**TASK DETAILS:** Filter the data for lines with the word "message" and copy those lines.

Stored items
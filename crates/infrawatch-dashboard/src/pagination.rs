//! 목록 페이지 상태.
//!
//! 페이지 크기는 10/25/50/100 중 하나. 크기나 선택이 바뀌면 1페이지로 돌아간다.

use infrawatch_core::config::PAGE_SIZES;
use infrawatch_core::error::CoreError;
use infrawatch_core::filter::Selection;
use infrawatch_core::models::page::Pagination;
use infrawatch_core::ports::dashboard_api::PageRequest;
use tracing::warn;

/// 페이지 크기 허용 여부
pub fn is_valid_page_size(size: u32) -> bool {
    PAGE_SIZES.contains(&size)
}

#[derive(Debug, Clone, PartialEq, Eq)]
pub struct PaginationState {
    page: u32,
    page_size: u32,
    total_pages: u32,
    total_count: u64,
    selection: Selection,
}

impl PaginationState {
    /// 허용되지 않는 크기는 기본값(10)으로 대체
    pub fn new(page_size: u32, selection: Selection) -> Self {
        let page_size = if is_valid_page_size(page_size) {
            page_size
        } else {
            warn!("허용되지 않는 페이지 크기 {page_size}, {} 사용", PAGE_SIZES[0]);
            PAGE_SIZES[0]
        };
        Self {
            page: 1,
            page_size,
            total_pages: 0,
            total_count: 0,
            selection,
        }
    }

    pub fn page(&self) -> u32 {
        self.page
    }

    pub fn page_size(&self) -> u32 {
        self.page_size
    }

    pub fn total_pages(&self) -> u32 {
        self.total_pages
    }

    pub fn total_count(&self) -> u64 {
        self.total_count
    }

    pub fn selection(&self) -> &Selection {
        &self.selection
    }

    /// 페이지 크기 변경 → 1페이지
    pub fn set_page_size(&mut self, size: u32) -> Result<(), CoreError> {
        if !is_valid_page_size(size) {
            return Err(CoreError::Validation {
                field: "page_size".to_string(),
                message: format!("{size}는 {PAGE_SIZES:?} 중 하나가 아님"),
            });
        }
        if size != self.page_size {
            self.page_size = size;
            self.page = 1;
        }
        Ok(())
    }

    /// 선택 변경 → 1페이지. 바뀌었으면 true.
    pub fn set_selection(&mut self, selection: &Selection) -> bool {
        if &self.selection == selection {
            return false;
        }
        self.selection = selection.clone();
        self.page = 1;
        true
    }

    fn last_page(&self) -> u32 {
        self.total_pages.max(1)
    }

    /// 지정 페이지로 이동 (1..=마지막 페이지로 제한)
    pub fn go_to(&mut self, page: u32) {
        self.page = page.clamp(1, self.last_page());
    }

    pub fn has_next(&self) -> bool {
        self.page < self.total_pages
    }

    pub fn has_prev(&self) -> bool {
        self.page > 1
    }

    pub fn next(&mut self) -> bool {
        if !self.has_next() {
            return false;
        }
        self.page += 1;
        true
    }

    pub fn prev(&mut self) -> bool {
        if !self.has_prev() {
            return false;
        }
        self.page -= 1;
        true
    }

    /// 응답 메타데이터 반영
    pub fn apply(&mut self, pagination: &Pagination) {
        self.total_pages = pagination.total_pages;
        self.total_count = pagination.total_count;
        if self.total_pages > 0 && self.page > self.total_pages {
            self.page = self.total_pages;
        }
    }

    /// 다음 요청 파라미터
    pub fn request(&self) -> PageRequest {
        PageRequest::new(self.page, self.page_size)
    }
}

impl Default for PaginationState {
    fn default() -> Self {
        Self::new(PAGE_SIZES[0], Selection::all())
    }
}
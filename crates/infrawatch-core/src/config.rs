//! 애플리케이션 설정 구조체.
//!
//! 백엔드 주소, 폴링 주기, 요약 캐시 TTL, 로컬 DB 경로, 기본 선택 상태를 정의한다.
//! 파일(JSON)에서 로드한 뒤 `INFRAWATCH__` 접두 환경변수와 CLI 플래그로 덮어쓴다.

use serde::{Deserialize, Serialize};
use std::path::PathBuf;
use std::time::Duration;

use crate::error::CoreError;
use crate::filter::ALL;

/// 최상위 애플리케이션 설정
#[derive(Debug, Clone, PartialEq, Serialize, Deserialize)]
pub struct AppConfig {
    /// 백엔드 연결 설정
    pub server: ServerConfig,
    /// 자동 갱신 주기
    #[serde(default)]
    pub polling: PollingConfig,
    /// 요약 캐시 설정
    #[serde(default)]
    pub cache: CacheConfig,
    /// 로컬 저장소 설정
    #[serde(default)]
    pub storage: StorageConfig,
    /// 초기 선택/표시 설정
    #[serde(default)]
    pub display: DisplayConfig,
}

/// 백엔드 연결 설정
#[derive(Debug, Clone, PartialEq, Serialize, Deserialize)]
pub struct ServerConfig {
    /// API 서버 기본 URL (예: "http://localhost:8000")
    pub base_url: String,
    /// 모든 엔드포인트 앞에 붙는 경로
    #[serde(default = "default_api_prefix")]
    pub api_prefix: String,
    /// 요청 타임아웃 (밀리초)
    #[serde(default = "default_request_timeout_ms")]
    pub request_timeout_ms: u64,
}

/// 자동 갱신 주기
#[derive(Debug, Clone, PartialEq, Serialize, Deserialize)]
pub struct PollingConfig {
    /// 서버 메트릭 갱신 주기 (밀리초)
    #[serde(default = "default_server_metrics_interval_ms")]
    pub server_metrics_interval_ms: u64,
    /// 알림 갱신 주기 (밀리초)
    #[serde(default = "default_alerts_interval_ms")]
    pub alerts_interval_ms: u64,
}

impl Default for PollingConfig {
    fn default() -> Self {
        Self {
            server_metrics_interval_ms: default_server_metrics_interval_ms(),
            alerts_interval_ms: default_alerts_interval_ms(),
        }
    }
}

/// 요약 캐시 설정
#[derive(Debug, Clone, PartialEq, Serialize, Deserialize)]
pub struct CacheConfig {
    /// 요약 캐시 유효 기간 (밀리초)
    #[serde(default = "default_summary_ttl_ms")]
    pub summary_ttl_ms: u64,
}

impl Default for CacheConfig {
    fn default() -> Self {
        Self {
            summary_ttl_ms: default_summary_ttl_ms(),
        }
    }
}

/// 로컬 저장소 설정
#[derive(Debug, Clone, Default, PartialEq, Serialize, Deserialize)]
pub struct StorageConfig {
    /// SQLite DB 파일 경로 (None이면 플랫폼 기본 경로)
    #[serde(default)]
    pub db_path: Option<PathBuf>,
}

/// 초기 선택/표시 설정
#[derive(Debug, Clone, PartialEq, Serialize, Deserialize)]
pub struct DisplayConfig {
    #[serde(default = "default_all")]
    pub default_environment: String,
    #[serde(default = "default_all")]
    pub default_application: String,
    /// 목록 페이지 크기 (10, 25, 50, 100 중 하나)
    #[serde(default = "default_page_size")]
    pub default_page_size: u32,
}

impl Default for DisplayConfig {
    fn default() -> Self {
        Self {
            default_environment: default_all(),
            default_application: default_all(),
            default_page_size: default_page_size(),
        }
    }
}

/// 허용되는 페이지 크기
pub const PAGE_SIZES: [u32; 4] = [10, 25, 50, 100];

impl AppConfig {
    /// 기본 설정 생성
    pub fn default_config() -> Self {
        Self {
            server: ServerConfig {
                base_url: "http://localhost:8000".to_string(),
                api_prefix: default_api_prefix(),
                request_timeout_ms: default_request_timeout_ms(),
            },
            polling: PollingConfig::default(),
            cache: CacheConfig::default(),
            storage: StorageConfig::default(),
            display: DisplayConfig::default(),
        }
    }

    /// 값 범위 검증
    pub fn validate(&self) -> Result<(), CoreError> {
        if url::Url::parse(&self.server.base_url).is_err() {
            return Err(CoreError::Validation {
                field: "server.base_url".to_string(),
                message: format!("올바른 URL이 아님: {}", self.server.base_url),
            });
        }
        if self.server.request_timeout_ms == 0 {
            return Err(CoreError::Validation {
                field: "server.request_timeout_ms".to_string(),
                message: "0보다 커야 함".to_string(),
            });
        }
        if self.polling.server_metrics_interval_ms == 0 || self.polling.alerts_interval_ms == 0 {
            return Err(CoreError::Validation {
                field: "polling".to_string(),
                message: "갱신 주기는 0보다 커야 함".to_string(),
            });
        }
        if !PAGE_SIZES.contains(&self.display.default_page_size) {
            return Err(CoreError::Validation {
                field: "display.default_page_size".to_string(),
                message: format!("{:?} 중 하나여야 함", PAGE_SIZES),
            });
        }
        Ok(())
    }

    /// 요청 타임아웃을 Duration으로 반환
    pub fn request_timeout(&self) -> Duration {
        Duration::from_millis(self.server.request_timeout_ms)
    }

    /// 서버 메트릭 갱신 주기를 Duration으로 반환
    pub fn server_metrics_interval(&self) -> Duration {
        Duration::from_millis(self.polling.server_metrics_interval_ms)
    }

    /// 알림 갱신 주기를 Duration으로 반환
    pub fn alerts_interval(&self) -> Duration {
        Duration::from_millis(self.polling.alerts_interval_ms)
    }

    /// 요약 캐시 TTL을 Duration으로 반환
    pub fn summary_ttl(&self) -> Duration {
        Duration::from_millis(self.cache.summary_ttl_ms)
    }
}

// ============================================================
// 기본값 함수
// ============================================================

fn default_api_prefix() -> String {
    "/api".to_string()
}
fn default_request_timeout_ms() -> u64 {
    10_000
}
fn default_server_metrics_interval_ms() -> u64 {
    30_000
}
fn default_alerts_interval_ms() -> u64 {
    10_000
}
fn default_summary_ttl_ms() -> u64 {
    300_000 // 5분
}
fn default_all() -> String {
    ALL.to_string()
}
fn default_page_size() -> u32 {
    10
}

**RESULT FOR THIS EXERCISE:**
                message: format!("{size}는 {PAGE_SIZES:?} 중 하나가 아님"),
                message: format!("올바른 URL이 아님: {}", self.server.base_url),
                message: "0보다 커야 함".to_string(),
                message: "갱신 주기는 0보다 커야 함".to_string(),
                message: format!("{:?} 중 하나여야 함", PAGE_SIZES),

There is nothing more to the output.